5 Key Elements for Creating a Travel Bucket List

5 Key Elements for Creating a Travel Bucket List

Building Your Travel Bucket List

A travel bucket list is a list of all the goals and life experiences you want to achieve before you pass away.

Most travellers I have met keep a bucket list of activities either written down or memorised for a later date.

Like them, I decided it would be a good idea to create a travel bucket list. What started at as few rough scribbles on a piece of paper, later on, turned out into quite a substantial list.

Due to our responsibilities and obligations, it’s almost inevitable that most of our waking hours revolve around day to day activities. Sometimes it’s easy to feel your days are passing you by without anything to show for them.

Having a travel bucket list is an important reminder of what’s important to you without including the usual material pressures.

Quite simply a travel bucket list is just like planning all the future highlights you want from travel and life.

Consider this question:

If tomorrow was the last day on the planet, what would you wished you could have done?

“Twenty years from now you will be more disappointed by the things you didn’t do than by the ones you did do. So throw off the bowlines, sail away from the safe harbor. Catch the trade winds in your sails.  Explore. Dream. Discover.”

– Mark Twain

There’s no right or wrong answer here- only you know deep down what is important for you.

However, I have found there are five key elements to any great travel bucket list:

1. Explore

Ever since a trip to Indonesia in 2005 ignited my passion for travelling more, I’ve been a big believer of integrating travel into my life.

Travelling, in my opinion, is one of the best activities available to broaden your mind. Travelling doesn’t require any particular skill set, university degree, family or professional connections. As long as you own a passport, have no past criminal convictions and are not bankrupt, there’s no reason not to expand your horizons.

Finding yourself walking a new land forces you to embrace new cultures, new people and even new way of thinking – just about everything you can think of that takes you out of your comfort zone.

5 Key Elements for Creating a Travel Bucket List

Lost in thought: Travelling is one of the best activities available to broaden your mind

It doesn’t matter if you’re eating breakfast, lunch, dinner, are down the shops, or at the beach, it’s easy to get talking. From other travellers interested in having a chat, to curious locals who want to know where you’re from and what your travel plans are.

While I’m certainly a long way off visiting every county, I’ve managed to visit many that were on my travel bucket list and even lived in a couple.

In the last year alone I’ve visited Australia, Taiwan, Thailand, Malaysian Borneo, Brunei, United Arab Emirates, The United Kingdom, France, Belgium, The Netherlands, Luxembourg and Germany.

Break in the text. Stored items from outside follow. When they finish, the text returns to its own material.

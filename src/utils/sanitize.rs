use serde_json::Value;

/// Sanitizes sensitive fields in JSON payloads for logging
pub fn sanitize_json(value: &Value) -> Value {
    match value {
        Value::Object(map) => {
            let mut sanitized = serde_json::Map::new();
            for (key, val) in map {
                let sanitized_val = if is_sensitive_field(key) {
                    mask_value(val)
                } else {
                    sanitize_json(val)
                };
                sanitized.insert(key.clone(), sanitized_val);
            }
            Value::Object(sanitized)
        }
        Value::Array(arr) => Value::Array(arr.iter().map(sanitize_json).collect()),
        _ => value.clone(),
    }
}

fn is_sensitive_field(key: &str) -> bool {
    matches!(
        key.to_lowercase().as_str(),
        "email"
            | "payeremail"
            | "payer_email"
            | "cpfcnpj"
            | "cpf_cnpj"
            | "phone"
            | "mobilephone"
            | "pixkey"
            | "pix_key"
            | "password"
            | "secret"
            | "token"
            | "access_token"
            | "api_key"
            | "apikey"
            | "authorization"
    )
}

fn mask_value(value: &Value) -> Value {
    match value {
        Value::String(s) if s.chars().count() > 8 => {
            let chars: Vec<char> = s.chars().collect();
            let visible: String = chars[..4].iter().collect();
            let end: String = chars[chars.len() - 4..].iter().collect();
            Value::String(format!("{}****{}", visible, end))
        }
        _ => Value::String("****".to_string()),
    }
}
use axum::{
    body::Body,
    extract::{Request, State},
    http::{HeaderValue, StatusCode},
    middleware::Next,
    response::{IntoResponse, Response},
};
use std::time::Instant;
use uuid::Uuid;

const MAX_BODY_LOG_SIZE: usize = 1024 * 64;

#[derive(Clone, Copy, Debug, Default)]
pub struct RequestLogConfig {
    pub log_body: bool,
}

pub async fn request_logger_middleware(
    State(config): State<RequestLogConfig>,
    mut req: Request,
    next: Next,
) -> Response {
    let request_id = Uuid::new_v4().to_string();
    let method = req.method().clone();
    let uri = req.uri().clone();
    let start = Instant::now();

    // Uuid strings are always valid header values.
    if let Ok(value) = HeaderValue::from_str(&request_id) {
        req.headers_mut().insert("x-request-id", value);
    }

    if config.log_body {
        let (parts, body) = req.into_parts();
        let bytes = match axum::body::to_bytes(body, MAX_BODY_LOG_SIZE).await {
            Ok(bytes) => bytes,
            Err(_) => {
                tracing::warn!(
                    request_id = %request_id,
                    method = %method,
                    uri = %uri,
                    "Request body too large or failed to read"
                );
                return (StatusCode::PAYLOAD_TOO_LARGE, "Request body too large").into_response();
            }
        };

        let sanitized_body = match serde_json::from_slice::<serde_json::Value>(&bytes) {
            Ok(json) => {
                let sanitized = crate::utils::sanitize::sanitize_json(&json);
                serde_json::to_string(&sanitized).unwrap_or_else(|_| "[invalid json]".to_string())
            }
            Err(_) => format!("[non-json, {} bytes]", bytes.len()),
        };

        tracing::info!(
            request_id = %request_id,
            method = %method,
            uri = %uri,
            body_size = bytes.len(),
            body = %sanitized_body,
            "Incoming request"
        );

        req = Request::from_parts(parts, Body::from(bytes));
    } else {
        tracing::info!(
            request_id = %request_id,
            method = %method,
            uri = %uri,
            "Incoming request"
        );
    }

    let response = next.run(req).await;

    let latency = start.elapsed();
    let status = response.status();

    tracing::info!(
        request_id = %request_id,
        method = %method,
        uri = %uri,
        status = %status.as_u16(),
        latency_ms = latency.as_millis(),
        "Outgoing response"
    );

    let (mut parts, body) = response.into_parts();
    if let Ok(value) = HeaderValue::from_str(&request_id) {
        parts.headers.insert("x-request-id", value);
    }

    Response::from_parts(parts, body)
}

Some were for the first time; others were the 3rd, 4th, and 5th visits.

What countries would you visit if taking time off wasn't an issue?

2. Experience

Travelling is not limited to simply arriving and crossing a country off the list. There’s also plenty of experiences to be had.

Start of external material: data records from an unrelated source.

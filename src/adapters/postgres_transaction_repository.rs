//! Postgres implementation of TransactionStore.

use async_trait::async_trait;
use chrono::{DateTime, Utc};
use sqlx::PgPool;
use uuid::Uuid;

use crate::domain::{Transaction, TransactionStatus, TransactionUpdate};
use crate::ports::{RepositoryError, RepositoryResult, TransactionStore};

const TRANSACTION_COLUMNS: &str = r#"
    id, user_id, service_id, external_reference, gateway_payment_id,
    amount_cents, fee_cents, net_cents, status, payment_method, invoice_url,
    payer_name, payer_email, paid_at, created_at, updated_at
"#;

/// Postgres-backed transaction repository.
#[derive(Clone)]
pub struct PostgresTransactionStore {
    pool: PgPool,
}

impl PostgresTransactionStore {
    pub fn new(pool: PgPool) -> Self {
        Self { pool }
    }

    /// At most one row may match; a second one is an error rather than an arbitrary pick.
    async fn find_one(&self, column: &str, value: &str) -> RepositoryResult<Option<Transaction>> {
        let sql = format!("SELECT {TRANSACTION_COLUMNS} FROM transactions WHERE {column} = $1 LIMIT 2");
        let mut rows = sqlx::query_as::<_, TransactionRow>(&sql)
            .bind(value)
            .fetch_all(&self.pool)
            .await?;

        if rows.len() > 1 {
            return Err(RepositoryError::Ambiguous(format!("{column} = {value}")));
        }
        rows.pop().map(TransactionRow::into_domain).transpose()
    }
}

#[async_trait]
impl TransactionStore for PostgresTransactionStore {
    async fn find_by_external_reference(&self, reference: &str) -> RepositoryResult<Option<Transaction>> {
        self.find_one("external_reference", reference).await
    }

    async fn find_by_gateway_payment_id(&self, payment_id: &str) -> RepositoryResult<Option<Transaction>> {
        self.find_one("gateway_payment_id", payment_id).await
    }

    async fn get_by_id(&self, id: Uuid) -> RepositoryResult<Transaction> {
        let sql = format!("SELECT {TRANSACTION_COLUMNS} FROM transactions WHERE id = $1");
        let row = sqlx::query_as::<_, TransactionRow>(&sql)
            .bind(id)
            .fetch_optional(&self.pool)
            .await?;

        row.ok_or_else(|| RepositoryError::NotFound(id.to_string()))?
            .into_domain()
    }

    async fn insert(&self, tx: &Transaction) -> RepositoryResult<Transaction> {
        let sql = format!(
            r#"
            INSERT INTO transactions (
                id, user_id, service_id, external_reference, gateway_payment_id,
                amount_cents, fee_cents, net_cents, status, payment_method, invoice_url,
                payer_name, payer_email, paid_at, created_at, updated_at
            ) VALUES ($1, $2, $3, $4, $5, $6, $7, $8, $9, $10, $11, $12, $13, $14, $15, $16)
            RETURNING {TRANSACTION_COLUMNS}
            "#
        );
        let row = sqlx::query_as::<_, TransactionRow>(&sql)
            .bind(tx.id)
            .bind(tx.user_id)
            .bind(tx.service_id)
            .bind(&tx.external_reference)
            .bind(&tx.gateway_payment_id)
            .bind(tx.amount_cents)
            .bind(tx.fee_cents)
            .bind(tx.net_cents)
            .bind(tx.status.as_str())
            .bind(&tx.payment_method)
            .bind(&tx.invoice_url)
            .bind(&tx.payer_name)
            .bind(&tx.payer_email)
            .bind(tx.paid_at)
            .bind(tx.created_at)
            .bind(tx.updated_at)
            .fetch_one(&self.pool)
            .await?;

        row.into_domain()
    }

    async fn update(&self, id: Uuid, update: &TransactionUpdate) -> RepositoryResult<Transaction> {
        // Amount columns are never touched; paid_at is never cleared.
        let sql = format!(
            r#"
            UPDATE transactions SET
                status = $2,
                gateway_payment_id = $3,
                payment_method = COALESCE($4, payment_method),
                invoice_url = COALESCE($5, invoice_url),
                paid_at = COALESCE($6, paid_at),
                updated_at = $7
            WHERE id = $1
            RETURNING {TRANSACTION_COLUMNS}
            "#
        );
        let row = sqlx::query_as::<_, TransactionRow>(&sql)
            .bind(id)
            .bind(update.status.as_str())
            .bind(&update.gateway_payment_id)
            .bind(&update.payment_method)
            .bind(&update.invoice_url)
            .bind(update.paid_at)
            .bind(update.updated_at)
            .fetch_optional(&self.pool)
            .await?;

        row.ok_or_else(|| RepositoryError::NotFound(id.to_string()))?
            .into_domain()
    }

    async fn ping(&self) -> RepositoryResult<()> {
        sqlx::query("SELECT 1").execute(&self.pool).await?;
        Ok(())
    }
}

/// Internal row type for SQLx. Not exposed outside the adapter.
#[derive(Debug, sqlx::FromRow)]
struct TransactionRow {
    id: Uuid,
    user_id: Uuid,
    service_id: Option<Uuid>,
    external_reference: String,
    gateway_payment_id: Option<String>,
    amount_cents: i64,
    fee_cents: i64,
    net_cents: i64,
    status: String,
    payment_method: Option<String>,
    invoice_url: Option<String>,
    payer_name: Option<String>,
    payer_email: Option<String>,
    paid_at: Option<DateTime<Utc>>,
    created_at: DateTime<Utc>,
    updated_at: DateTime<Utc>,
}

impl TransactionRow {
    fn into_domain(self) -> RepositoryResult<Transaction> {
        let status = self
            .status
            .parse::<TransactionStatus>()
            .map_err(|e| RepositoryError::Database(sqlx::Error::Decode(Box::new(e))))?;

        Ok(Transaction {
            id: self.id,
            user_id: self.user_id,
            service_id: self.service_id,
            external_reference: self.external_reference,
            gateway_payment_id: self.gateway_payment_id,
            amount_cents: self.amount_cents,
            fee_cents: self.fee_cents,
            net_cents: self.net_cents,
            status,
            payment_method: self.payment_method,
            invoice_url: self.invoice_url,
            payer_name: self.payer_name,
            payer_email: self.payer_email,
            paid_at: self.paid_at,
            created_at: self.created_at,
            updated_at: self.updated_at,
        })
    }
}
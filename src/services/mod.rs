pub mod notification;
pub mod reconciler;
pub mod status_mapper;

pub use notification::{NotificationQueue, PlatformFunctionNotifier};
pub use reconciler::{ReconcileOutcome, Reconciler};
pub use status_mapper::StatusMapper;
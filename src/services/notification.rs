use async_trait::async_trait;
use failsafe::futures::CircuitBreaker as FuturesCircuitBreaker;
use failsafe::{backoff, failure_policy, Config, Error as FailsafeError, StateMachine};
use reqwest::Client;
use serde_json::json;
use std::sync::Arc;
use std::time::Duration;
use tokio::sync::mpsc;
use tokio::task::JoinHandle;
use tracing::{error, info, warn};
use uuid::Uuid;

use crate::ports::{NotificationDispatcher, NotificationError, PaymentNotifier};

pub const DEFAULT_NOTIFICATION_FUNCTION: &str = "send-payment-notification";

/// Invokes the platform's payment notification function by name.
#[derive(Clone)]
pub struct PlatformFunctionNotifier {
    client: Client,
    base_url: String,
    service_key: String,
    function_name: String,
    circuit_breaker: StateMachine<failure_policy::ConsecutiveFailures<backoff::EqualJittered>, ()>,
}

impl PlatformFunctionNotifier {
    pub fn new(base_url: String, service_key: String, function_name: String) -> Self {
        Self::with_circuit_breaker(base_url, service_key, function_name, 3, 60)
    }

    pub fn with_circuit_breaker(
        base_url: String,
        service_key: String,
        function_name: String,
        failure_threshold: u32,
        reset_timeout_secs: u64,
    ) -> Self {
        let client = Client::builder()
            .timeout(Duration::from_secs(30))
            .build()
            .unwrap_or_default();

        let backoff = backoff::equal_jittered(
            Duration::from_secs(reset_timeout_secs),
            Duration::from_secs(reset_timeout_secs * 2),
        );
        let policy = failure_policy::consecutive_failures(failure_threshold, backoff);
        let circuit_breaker = Config::new().failure_policy(policy).build();

        Self {
            client,
            base_url,
            service_key,
            function_name,
            circuit_breaker,
        }
    }

    pub fn function_url(&self) -> String {
        format!(
            "{}/functions/v1/{}",
            self.base_url.trim_end_matches('/'),
            self.function_name
        )
    }

    pub fn circuit_state(&self) -> &'static str {
        if self.circuit_breaker.is_call_permitted() {
            "closed"
        } else {
            "open"
        }
    }
}

#[async_trait]
impl PaymentNotifier for PlatformFunctionNotifier {
    async fn notify_payment(&self, transaction_id: Uuid) -> Result<(), NotificationError> {
        let request = self
            .client
            .post(self.function_url())
            .bearer_auth(&self.service_key)
            .header("apikey", &self.service_key)
            .json(&json!({ "transactionId": transaction_id }));

        let result = self
            .circuit_breaker
            .call(async move {
                let response = request.send().await?;
                let status = response.status();
                if !status.is_success() {
                    let body = response.text().await.unwrap_or_default();
                    return Err(NotificationError::Rejected {
                        status: status.as_u16(),
                        body,
                    });
                }
                Ok(())
            })
            .await;

        match result {
            Ok(()) => Ok(()),
            Err(FailsafeError::Rejected) => Err(NotificationError::CircuitBreakerOpen(
                "notification function circuit breaker is open".to_string(),
            )),
            Err(FailsafeError::Inner(e)) => Err(e),
        }
    }
}

/// Bounded hand-off between the webhook path and the notification worker.
///
/// `dispatch` never waits: a full or closed queue drops the id with a warning.
/// Failures are only visible in logs, never in the webhook response.
#[derive(Clone)]
pub struct NotificationQueue {
    sender: mpsc::Sender<Uuid>,
}

impl NotificationQueue {
    pub fn spawn(notifier: Arc<dyn PaymentNotifier>, capacity: usize) -> (Self, JoinHandle<()>) {
        let (sender, receiver) = mpsc::channel(capacity.max(1));
        let handle = tokio::spawn(run_notification_worker(receiver, notifier));
        (Self { sender }, handle)
    }
}

impl NotificationDispatcher for NotificationQueue {
    fn dispatch(&self, transaction_id: Uuid) {
        match self.sender.try_send(transaction_id) {
            Ok(()) => info!(%transaction_id, "Payment notification queued"),
            Err(mpsc::error::TrySendError::Full(_)) => {
                warn!(%transaction_id, "Notification queue full, dropping notification")
            }
            Err(mpsc::error::TrySendError::Closed(_)) => {
                error!(%transaction_id, "Notification worker stopped, dropping notification")
            }
        }
    }
}

/// Drains the queue until every sender is dropped.
pub async fn run_notification_worker(mut receiver: mpsc::Receiver<Uuid>, notifier: Arc<dyn PaymentNotifier>) {
    info!("Notification worker started");

    while let Some(transaction_id) = receiver.recv().await {
        match notifier.notify_payment(transaction_id).await {
            Ok(()) => info!(%transaction_id, "Payment notification sent"),
            Err(e) => error!(%transaction_id, error = %e, "Failed to send payment notification"),
        }
    }

    info!("Notification worker stopped");
}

Consider how many attractions, historical sites, festivals and natural wonders are in your city or town. Well, now we’ve removed borders that list just got a lot bigger.

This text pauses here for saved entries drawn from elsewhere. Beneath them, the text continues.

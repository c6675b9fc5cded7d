pub mod webhook;

use crate::AppState;
use axum::{Json, extract::State, http::StatusCode, response::IntoResponse};
use serde::{Deserialize, Serialize};

#[derive(Debug, Serialize, Deserialize)]
pub struct HealthStatus {
    pub status: String,
    pub version: String,
    pub db: String,
}

pub async fn health(State(state): State<AppState>) -> impl IntoResponse {
    let db_status = match state.transactions.ping().await {
        Ok(()) => "connected",
        Err(e) => {
            tracing::warn!(error = %e, "Health check failed");
            "disconnected"
        }
    };

    let healthy = db_status == "connected";
    let health_response = HealthStatus {
        status: if healthy { "healthy" } else { "unhealthy" }.to_string(),
        version: env!("CARGO_PKG_VERSION").to_string(),
        db: db_status.to_string(),
    };

    // Return 503 if database is down, 200 otherwise
    let status_code = if healthy {
        StatusCode::OK
    } else {
        StatusCode::SERVICE_UNAVAILABLE
    };

    (status_code, Json(health_response))
}
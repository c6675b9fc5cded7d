pub mod request_logger;
pub mod webhook_auth;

Being a motor racing fan for most of my life one experience on my list was watching the Formula One race cars speed down the streets of Monaco. Sure I’ve seen it many times live on TV. However I wanted to see what it was like in person, breath in the sea air, hear the engine sounds and most of all walk along the same track that I watched Ayrton Senna and Nigel Mansell battle it out as a kid.

5 Key Elements for Creating a Travel Bucket List

Christmas day off-roading on Fraser Island

Sounds expensive right?

Sure it was – but how much are your dreams worth?

It’s one thing to read about a place or event, but its total different experience to see it in person.

Some other experiences I’ve had chance cross off my bucket list are:

What experiences would you have if money wasn't an obstacle?

3. Learn

Learning is the art of acquiring new or improving on existing knowledge, skills and habits. Sadly many of us believe learning stops once we finish school or university.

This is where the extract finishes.